James M. Loree
Chief Executive Officer at Stanley Black & Decker
Thank you, Dennis and good morning, everyone. As you saw from this morning's results, we continue to navigate a dynamic macro environment, including inflation, rising interest rates and now late in the quarter, we started to see these factors impact retail customer demand across our global tools and outdoor markets. The significantly slower demand trends in June, combined with a very late start to the outdoor season due to weather, resulted in significant volume pressure versus expectations and revenue landed well below our plan. In response to the sudden shift in demand, we have taken immediate corrective cost actions which are already in progress. We are now expecting demand to normalize closer to 2019 levels for the remainder of 2022. The organization is focused on taking the necessary steps to reduce inventory, generate cash flow and resize our cost base through corporate simplification, organizational optimization and supply chain transformation.
We will provide more detail on these areas later in our presentation but we expect these initiatives can deliver pretax savings of $1 billion, as well as a significant reduction in inventory beginning in the second half of 2022 and through the end of 2023. Over the last nine months, we've executed a number of acquisitions and divestitures that have successfully focused our company around our market-leading tools and outdoor businesses, as well as our strongly positioned industrial products business. As you saw last week, our Security and Access Technology transaction successfully closed and we are using the $3.5 billion in cash, gross cash proceeds net of tax to fund the $2.3 billion share repurchase from earlier this year, as well as to strengthen the balance sheet and reduce debt levels in the third quarter. We also expect our oil and gas divestiture to close within the third quarter.
These transactions enable us to intensify our focus on operational efficiency within our remaining now simplified business portfolio. We also must continue to advance our strong innovation agenda, pursue a faster path of electrification and outdoor and engineered fastening, while we drive further global market penetration along the way. We are redirecting resources within our tools and outdoor businesses to ensure we are extremely well positioned for strong long-term growth, profitability expansion, consistent annual cash flow and improved shareholder returns. Incorporating the changes from this new demand environment as well as factoring in the impact of our cost reduction plan, caused us to revise our 2022 adjusted diluted EPS range down to $5 up to $6 and to update our free cash flow estimate to be $1 billion to $1.5 billion in the second half of 2022. This free cash flow range excludes the tax payments associated with our security divestitures.

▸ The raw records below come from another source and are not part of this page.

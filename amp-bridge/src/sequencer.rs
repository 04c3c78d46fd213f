//! Command sequencing and state synchronization
//!
//! The sequencer turns each logical operation into serial writes and
//! resolves it only once the zone registry reflects the expected outcome.
//! It is the one place that understands the two correctness hazards of
//! the wire protocol:
//!
//! - **Frame attribution.** Controllers reply asynchronously and
//!   interleaved queries would make incoming frames unattributable, so a
//!   chain query advances to controller `c+1` only after the registry
//!   holds the cumulative `6*c` zones.
//! - **Clear/refill races.** Every mutating operation opens with a
//!   registry clear; a concurrent clear could erase the very entry
//!   another caller is waiting on. A single in-flight-operation lock
//!   serializes all operations from their opening clear/write through
//!   their resolving wait.
//!
//! Every wait is bounded by the configured deadline. A timeout aborts the
//! operation and leaves the partial registry state for the next
//! operation's clear; nothing is rolled back.

use std::sync::Arc;
use std::time::Duration;

use tokio::sync::Mutex;
use tracing::{debug, warn};

use amp_protocol::{
    query_command, set_command, Attribute, ZoneId, ZoneStatus, ZONES_PER_CONTROLLER,
};
use amp_serial::Transport;
use zone_store::SnapshotStore;

use crate::error::{BridgeError, Result};

/// The zone registry: most recently observed status per zone
///
/// Written only by the frame pump; cleared only by the sequencer at the
/// start of a refresh cycle. Between a clear and the arrival of the
/// expected frames it holds a proper subset of the expected zones - the
/// transient all waits resolve against.
pub type ZoneRegistry = SnapshotStore<ZoneId, ZoneStatus>;

/// Issues commands and blocks callers until the registry confirms them
pub struct CommandSequencer {
    transport: Arc<dyn Transport>,
    registry: ZoneRegistry,
    controller_count: u8,
    wait_timeout: Duration,

    /// Single in-flight-operation lock. Held from an operation's opening
    /// clear/write until its resolving wait has been consumed; dropping a
    /// cancelled caller's future releases it, so an abandoned request
    /// cannot starve the queue.
    op_lock: Mutex<()>,
}

impl CommandSequencer {
    pub fn new(
        transport: Arc<dyn Transport>,
        registry: ZoneRegistry,
        controller_count: u8,
        wait_timeout: Duration,
    ) -> Self {
        Self {
            transport,
            registry,
            controller_count,
            wait_timeout,
            op_lock: Mutex::new(()),
        }
    }

    /// The registry this sequencer synchronizes against
    pub fn registry(&self) -> &ZoneRegistry {
        &self.registry
    }

    /// Queries every controller in the chain, in order
    ///
    /// Does not clear first; pair with a clear (or use the higher-level
    /// operations) to run a full refresh cycle.
    pub async fn query_all(&self) -> Result<()> {
        let _op = self.op_lock.lock().await;
        self.query_all_locked().await
    }

    /// Returns one zone's status, optionally refreshing the whole chain
    /// first
    pub async fn query_zone(&self, zone: ZoneId, refresh: bool) -> Result<ZoneStatus> {
        let _op = self.op_lock.lock().await;

        if refresh {
            self.registry.clear();
            self.query_all_locked().await?;
        }

        self.wait_for(format!("status of zone {}", zone), |r| r.contains(&zone))
            .await?;
        // Present: the frame pump never removes entries and the operation
        // lock keeps other clears out until this returns.
        self.registry
            .get(&zone)
            .ok_or_else(|| self.timeout_error(format!("status of zone {}", zone)))
    }

    /// Returns all zones' status, sorted by zone id
    ///
    /// Refreshes when asked to, and also when the registry is still empty
    /// (a first read racing the startup prime query).
    pub async fn query_zones(&self, refresh: bool) -> Result<Vec<ZoneStatus>> {
        let _op = self.op_lock.lock().await;

        if refresh || self.registry.is_empty() {
            self.registry.clear();
            self.query_all_locked().await?;
        }

        let mut zones = self.registry.snapshot();
        zones.sort_by_key(|status| status.zone);
        Ok(zones)
    }

    /// Changes one attribute and returns the confirming status
    ///
    /// Protocol shape: clear the registry, issue the control command, and
    /// wait for the target zone's confirmation frame to reappear - the
    /// clear is what distinguishes the confirmation from stale state.
    ///
    /// The rest of the chain is refreshed afterwards in the background.
    /// That refresh re-acquires the operation lock, so its own clear is
    /// ordered strictly after this confirmation has been captured and
    /// after any operation already queued.
    pub async fn set_attribute(
        self: Arc<Self>,
        zone: ZoneId,
        attribute: Attribute,
        value: &str,
    ) -> Result<ZoneStatus> {
        let status = {
            let _op = self.op_lock.lock().await;

            self.registry.clear();
            let command = set_command(zone, attribute, value);
            self.transport.send(command.as_bytes())?;

            let waiting_for = format!("confirmation from zone {}", zone);
            self.wait_for(waiting_for.clone(), |r| r.contains(&zone))
                .await?;
            self.registry
                .get(&zone)
                .ok_or_else(|| self.timeout_error(waiting_for))?
        };
        debug!(zone = %zone, "attribute change confirmed");

        // The control command only made the target zone report; the other
        // zones' cached state is now stale relative to the clear above.
        let sequencer = Arc::clone(&self);
        tokio::spawn(async move {
            if let Err(e) = sequencer.refresh_after_set().await {
                warn!(error = %e, "background refresh after set failed");
            }
        });

        Ok(status)
    }

    async fn refresh_after_set(&self) -> Result<()> {
        let _op = self.op_lock.lock().await;
        self.registry.clear();
        self.query_all_locked().await
    }

    /// One chain query cycle; caller must hold the operation lock
    ///
    /// Waits for the cumulative zone count before advancing to the next
    /// controller, which is what keeps interleaved replies attributable.
    /// The count predicate is `>=`: keypad activity can make a zone
    /// broadcast unsolicited frames, and an extra frame must not strand
    /// the cycle.
    async fn query_all_locked(&self) -> Result<()> {
        for controller in 1..=self.controller_count {
            self.transport
                .send(query_command(controller).as_bytes())?;

            let expected = controller as usize * ZONES_PER_CONTROLLER as usize;
            self.wait_for(format!("{} zones from controller {}", expected, controller), |r| {
                r.len() >= expected
            })
            .await?;
        }
        debug!(controllers = self.controller_count, "chain query complete");
        Ok(())
    }

    async fn wait_for<F>(&self, waiting_for: String, predicate: F) -> Result<()>
    where
        F: FnMut(&ZoneRegistry) -> bool,
    {
        self.registry
            .wait_until(self.wait_timeout, predicate)
            .await
            .map_err(|_| self.timeout_error(waiting_for))
    }

    fn timeout_error(&self, waiting_for: String) -> BridgeError {
        BridgeError::Timeout {
            waiting_for,
            timeout: self.wait_timeout,
        }
    }
}

impl std::fmt::Debug for CommandSequencer {
    fn fmt(&self, f: &mut std::fmt::Formatter<'_>) -> std::fmt::Result {
        f.debug_struct("CommandSequencer")
            .field("controller_count", &self.controller_count)
            .field("wait_timeout", &self.wait_timeout)
            .finish()
    }
}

To summarize our second quarter, revenues were $4.4 billion, up 16%, driven by our outdoor equipment acquisition, Organic revenue was down 6%, which was impacted by slower tools and outdoor demand trends across many of our global markets due to poor weather start to the outdoor season and reduced consumer spending. Price realization contributed 7%, which accelerated sequentially from the first quarter. Our total company operating margin was 9.2%, benefiting from the contribution of our pricing actions but was down versus prior year due to lower volume, cost inflation and supply chain logistics cost increases. This resulted in second quarter adjusted EPS of $1.77, more from cobalt on Q2 and 2022 guidance a bit later.
As I previously mentioned, we saw a swift deterioration in consumer tools and outdoor demand. This was in contrast to professional tool demand and the professional outdoor independent channel, which remains healthy and continue to be active opportunities. During this time frame, the consumer faced price increases across many categories, including essentials like food and energy. Consequently, our consumer categories have started to become impacted. We have seen this phenomenon across many of our global markets as central banks tighten the money supply to control high inflation. The chart on the left illustrates our tools US POS trends against a 2019 base. Late in the quarter, it became clear that the point-of-sale trends were settling into a much lower growth position. And with information we have now, we believe it's prudent to build this into our plan for the back half.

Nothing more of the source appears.